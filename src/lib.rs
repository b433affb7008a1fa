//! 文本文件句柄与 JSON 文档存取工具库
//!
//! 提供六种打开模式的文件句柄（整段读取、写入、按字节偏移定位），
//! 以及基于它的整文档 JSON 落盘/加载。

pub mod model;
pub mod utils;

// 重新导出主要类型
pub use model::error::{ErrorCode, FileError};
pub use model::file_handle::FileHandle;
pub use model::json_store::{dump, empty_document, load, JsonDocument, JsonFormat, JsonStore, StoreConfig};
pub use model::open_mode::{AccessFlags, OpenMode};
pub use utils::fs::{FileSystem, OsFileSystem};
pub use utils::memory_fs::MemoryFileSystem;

---------------

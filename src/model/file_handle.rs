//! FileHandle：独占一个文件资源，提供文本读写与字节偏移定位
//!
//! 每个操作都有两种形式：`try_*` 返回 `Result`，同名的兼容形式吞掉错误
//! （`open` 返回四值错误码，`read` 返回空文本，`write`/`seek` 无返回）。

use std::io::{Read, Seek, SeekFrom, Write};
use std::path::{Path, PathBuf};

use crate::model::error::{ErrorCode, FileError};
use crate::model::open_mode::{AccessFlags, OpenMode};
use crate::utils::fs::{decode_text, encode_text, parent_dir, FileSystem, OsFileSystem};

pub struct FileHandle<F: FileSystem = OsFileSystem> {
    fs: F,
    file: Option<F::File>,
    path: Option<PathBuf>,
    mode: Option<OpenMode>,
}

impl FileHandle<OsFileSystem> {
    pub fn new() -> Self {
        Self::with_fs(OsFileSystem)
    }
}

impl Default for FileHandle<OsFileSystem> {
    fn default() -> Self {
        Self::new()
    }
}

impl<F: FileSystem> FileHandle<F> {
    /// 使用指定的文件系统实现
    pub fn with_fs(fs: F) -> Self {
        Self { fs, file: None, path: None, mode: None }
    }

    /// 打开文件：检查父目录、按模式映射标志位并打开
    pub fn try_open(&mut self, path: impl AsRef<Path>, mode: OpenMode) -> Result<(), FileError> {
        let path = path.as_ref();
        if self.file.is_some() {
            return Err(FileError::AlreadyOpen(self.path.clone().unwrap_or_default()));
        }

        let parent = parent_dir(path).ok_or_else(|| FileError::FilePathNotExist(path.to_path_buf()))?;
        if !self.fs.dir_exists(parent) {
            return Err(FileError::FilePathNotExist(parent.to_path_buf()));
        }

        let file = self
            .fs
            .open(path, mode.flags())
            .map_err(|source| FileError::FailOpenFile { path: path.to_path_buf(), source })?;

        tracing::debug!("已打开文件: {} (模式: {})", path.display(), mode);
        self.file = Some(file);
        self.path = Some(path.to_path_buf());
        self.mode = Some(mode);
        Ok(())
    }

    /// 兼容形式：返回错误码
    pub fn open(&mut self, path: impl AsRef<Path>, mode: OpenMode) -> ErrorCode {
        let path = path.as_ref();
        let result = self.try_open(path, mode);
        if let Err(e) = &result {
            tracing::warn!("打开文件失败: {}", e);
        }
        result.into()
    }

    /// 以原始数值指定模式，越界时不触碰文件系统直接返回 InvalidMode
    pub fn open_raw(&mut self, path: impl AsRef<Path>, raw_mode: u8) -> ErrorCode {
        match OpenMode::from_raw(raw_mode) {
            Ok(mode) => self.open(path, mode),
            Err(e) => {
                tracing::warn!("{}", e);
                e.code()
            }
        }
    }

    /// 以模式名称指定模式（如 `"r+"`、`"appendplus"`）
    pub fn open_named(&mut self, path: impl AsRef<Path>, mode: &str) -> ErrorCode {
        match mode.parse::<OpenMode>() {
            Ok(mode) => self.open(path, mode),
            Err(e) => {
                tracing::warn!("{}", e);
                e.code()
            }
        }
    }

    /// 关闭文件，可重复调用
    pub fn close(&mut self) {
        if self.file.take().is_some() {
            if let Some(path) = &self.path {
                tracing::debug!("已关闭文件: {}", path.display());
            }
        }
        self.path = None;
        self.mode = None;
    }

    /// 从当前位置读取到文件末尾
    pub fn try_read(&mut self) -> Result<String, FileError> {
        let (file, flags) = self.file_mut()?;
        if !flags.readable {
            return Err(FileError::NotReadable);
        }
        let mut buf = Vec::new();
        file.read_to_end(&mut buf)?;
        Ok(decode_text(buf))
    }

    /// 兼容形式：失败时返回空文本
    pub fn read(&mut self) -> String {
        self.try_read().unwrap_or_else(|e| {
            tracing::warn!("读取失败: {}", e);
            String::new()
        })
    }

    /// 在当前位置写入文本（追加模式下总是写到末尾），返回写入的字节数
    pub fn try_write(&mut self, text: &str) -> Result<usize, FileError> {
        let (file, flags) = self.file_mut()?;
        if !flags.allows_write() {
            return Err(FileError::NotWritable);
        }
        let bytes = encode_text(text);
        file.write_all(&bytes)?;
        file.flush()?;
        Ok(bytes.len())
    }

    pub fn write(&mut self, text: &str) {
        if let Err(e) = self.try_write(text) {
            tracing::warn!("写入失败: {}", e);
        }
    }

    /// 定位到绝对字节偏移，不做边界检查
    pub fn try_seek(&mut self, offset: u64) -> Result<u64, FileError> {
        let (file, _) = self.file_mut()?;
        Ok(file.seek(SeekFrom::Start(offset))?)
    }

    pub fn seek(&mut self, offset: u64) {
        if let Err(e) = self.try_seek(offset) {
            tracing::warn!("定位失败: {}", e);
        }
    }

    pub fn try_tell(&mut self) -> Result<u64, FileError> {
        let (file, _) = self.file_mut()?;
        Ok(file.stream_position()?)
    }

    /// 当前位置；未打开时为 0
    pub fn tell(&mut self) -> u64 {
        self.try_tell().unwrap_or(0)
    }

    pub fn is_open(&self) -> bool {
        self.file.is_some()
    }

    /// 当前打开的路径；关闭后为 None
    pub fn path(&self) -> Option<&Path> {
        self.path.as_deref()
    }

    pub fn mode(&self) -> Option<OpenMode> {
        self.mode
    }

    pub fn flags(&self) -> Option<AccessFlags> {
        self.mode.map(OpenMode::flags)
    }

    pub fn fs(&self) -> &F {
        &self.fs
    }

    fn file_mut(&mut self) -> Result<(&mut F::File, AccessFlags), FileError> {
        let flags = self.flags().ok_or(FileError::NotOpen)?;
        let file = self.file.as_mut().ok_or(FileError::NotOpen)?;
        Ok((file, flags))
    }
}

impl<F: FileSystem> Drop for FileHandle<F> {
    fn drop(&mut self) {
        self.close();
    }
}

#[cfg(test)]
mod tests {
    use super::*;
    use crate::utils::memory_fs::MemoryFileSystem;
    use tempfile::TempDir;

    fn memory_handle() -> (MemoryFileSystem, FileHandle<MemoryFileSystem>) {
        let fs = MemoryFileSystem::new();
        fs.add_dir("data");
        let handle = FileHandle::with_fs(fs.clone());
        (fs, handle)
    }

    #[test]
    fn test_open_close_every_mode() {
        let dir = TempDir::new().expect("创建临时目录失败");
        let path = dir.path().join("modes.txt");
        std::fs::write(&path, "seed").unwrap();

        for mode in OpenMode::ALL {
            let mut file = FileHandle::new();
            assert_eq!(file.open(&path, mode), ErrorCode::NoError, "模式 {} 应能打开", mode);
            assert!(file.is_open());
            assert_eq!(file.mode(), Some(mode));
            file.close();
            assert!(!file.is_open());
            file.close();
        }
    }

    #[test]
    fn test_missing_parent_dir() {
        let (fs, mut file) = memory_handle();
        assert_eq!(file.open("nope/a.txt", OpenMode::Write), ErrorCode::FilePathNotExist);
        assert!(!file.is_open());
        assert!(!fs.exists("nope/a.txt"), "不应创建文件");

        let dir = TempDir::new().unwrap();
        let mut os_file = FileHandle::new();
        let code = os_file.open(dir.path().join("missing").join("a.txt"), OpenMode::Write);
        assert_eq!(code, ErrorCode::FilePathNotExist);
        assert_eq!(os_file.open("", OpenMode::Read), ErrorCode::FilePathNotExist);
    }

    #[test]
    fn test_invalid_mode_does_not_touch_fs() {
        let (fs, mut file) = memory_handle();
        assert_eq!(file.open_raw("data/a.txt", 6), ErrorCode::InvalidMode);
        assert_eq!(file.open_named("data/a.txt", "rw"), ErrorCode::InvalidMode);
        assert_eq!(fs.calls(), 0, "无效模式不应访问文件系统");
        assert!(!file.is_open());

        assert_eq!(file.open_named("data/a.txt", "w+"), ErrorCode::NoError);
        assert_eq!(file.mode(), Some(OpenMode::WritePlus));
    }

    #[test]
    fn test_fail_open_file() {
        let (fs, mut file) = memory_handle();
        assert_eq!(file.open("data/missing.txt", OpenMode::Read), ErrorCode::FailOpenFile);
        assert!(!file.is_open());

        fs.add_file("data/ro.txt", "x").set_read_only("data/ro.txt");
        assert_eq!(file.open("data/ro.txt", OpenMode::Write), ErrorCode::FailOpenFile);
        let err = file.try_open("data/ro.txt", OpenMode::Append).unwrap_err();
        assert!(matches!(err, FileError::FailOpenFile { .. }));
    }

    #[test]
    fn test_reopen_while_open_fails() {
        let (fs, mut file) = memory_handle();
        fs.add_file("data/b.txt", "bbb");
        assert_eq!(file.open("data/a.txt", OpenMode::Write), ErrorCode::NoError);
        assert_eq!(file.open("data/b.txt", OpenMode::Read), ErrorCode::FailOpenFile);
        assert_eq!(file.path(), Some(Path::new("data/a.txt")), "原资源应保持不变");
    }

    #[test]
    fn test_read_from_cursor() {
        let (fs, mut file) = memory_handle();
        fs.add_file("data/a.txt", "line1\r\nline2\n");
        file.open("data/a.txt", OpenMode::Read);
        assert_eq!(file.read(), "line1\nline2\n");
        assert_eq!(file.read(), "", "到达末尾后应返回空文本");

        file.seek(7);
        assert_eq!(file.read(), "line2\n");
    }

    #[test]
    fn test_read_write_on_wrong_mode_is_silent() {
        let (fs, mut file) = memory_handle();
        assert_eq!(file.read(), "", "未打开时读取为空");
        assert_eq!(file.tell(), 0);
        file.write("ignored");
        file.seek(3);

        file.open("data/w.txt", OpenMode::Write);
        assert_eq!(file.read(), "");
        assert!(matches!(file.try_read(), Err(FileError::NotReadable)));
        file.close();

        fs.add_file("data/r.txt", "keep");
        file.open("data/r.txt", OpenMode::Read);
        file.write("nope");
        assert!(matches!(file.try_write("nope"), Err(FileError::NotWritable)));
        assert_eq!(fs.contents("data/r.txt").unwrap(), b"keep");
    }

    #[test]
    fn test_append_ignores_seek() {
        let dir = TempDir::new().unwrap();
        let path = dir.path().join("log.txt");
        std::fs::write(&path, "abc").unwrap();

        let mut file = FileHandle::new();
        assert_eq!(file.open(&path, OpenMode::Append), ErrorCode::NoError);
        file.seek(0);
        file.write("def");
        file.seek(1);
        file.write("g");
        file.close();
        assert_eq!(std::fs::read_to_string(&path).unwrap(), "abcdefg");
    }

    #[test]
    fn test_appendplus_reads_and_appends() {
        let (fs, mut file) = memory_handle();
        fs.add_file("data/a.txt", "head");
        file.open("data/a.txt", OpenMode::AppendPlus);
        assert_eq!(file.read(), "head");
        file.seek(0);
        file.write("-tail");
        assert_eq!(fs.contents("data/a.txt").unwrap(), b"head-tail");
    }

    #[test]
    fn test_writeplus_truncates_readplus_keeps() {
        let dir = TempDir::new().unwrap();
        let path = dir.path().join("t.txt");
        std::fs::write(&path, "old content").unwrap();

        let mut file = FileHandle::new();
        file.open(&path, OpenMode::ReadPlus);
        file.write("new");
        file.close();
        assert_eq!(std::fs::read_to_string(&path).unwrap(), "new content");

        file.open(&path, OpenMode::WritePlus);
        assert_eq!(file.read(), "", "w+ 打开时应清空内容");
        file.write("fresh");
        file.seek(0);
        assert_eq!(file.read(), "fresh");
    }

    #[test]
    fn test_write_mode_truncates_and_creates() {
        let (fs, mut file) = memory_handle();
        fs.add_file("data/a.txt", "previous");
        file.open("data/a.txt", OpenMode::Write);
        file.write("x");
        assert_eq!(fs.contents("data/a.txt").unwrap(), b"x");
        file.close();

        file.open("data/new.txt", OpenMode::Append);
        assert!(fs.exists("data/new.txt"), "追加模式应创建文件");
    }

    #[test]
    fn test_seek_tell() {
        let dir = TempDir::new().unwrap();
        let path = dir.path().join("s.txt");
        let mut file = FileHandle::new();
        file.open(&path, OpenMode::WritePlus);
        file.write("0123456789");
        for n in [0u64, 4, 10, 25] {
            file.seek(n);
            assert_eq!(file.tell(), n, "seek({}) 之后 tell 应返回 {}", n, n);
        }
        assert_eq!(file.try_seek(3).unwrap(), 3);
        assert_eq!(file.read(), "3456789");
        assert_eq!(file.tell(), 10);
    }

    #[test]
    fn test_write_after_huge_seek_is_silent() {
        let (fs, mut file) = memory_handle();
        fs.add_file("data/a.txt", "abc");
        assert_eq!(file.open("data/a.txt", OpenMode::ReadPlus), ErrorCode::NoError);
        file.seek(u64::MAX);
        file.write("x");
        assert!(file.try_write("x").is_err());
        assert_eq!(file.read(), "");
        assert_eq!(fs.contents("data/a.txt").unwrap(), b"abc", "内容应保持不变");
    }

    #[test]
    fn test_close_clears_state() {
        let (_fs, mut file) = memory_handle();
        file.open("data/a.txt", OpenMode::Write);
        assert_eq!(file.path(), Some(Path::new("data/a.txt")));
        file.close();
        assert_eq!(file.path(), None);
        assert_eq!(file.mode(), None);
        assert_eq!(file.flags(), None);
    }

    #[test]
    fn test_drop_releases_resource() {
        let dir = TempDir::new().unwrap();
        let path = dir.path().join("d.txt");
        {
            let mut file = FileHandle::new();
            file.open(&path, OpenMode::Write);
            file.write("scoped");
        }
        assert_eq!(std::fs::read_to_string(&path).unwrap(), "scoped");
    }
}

---------------

• _DESCRIPTION OF THE TASK_:
Which lines above contain the word "model"? Copy each of them.

• _EXERCISE ANSWER_:
pub mod model;
pub use model::error::{ErrorCode, FileError};
pub use model::file_handle::FileHandle;
pub use model::json_store::{dump, empty_document, load, JsonDocument, JsonFormat, JsonStore, StoreConfig};
pub use model::open_mode::{AccessFlags, OpenMode};
filename src/model/file_handle.rs
use crate::model::error::{ErrorCode, FileError};
use crate::model::open_mode::{AccessFlags, OpenMode};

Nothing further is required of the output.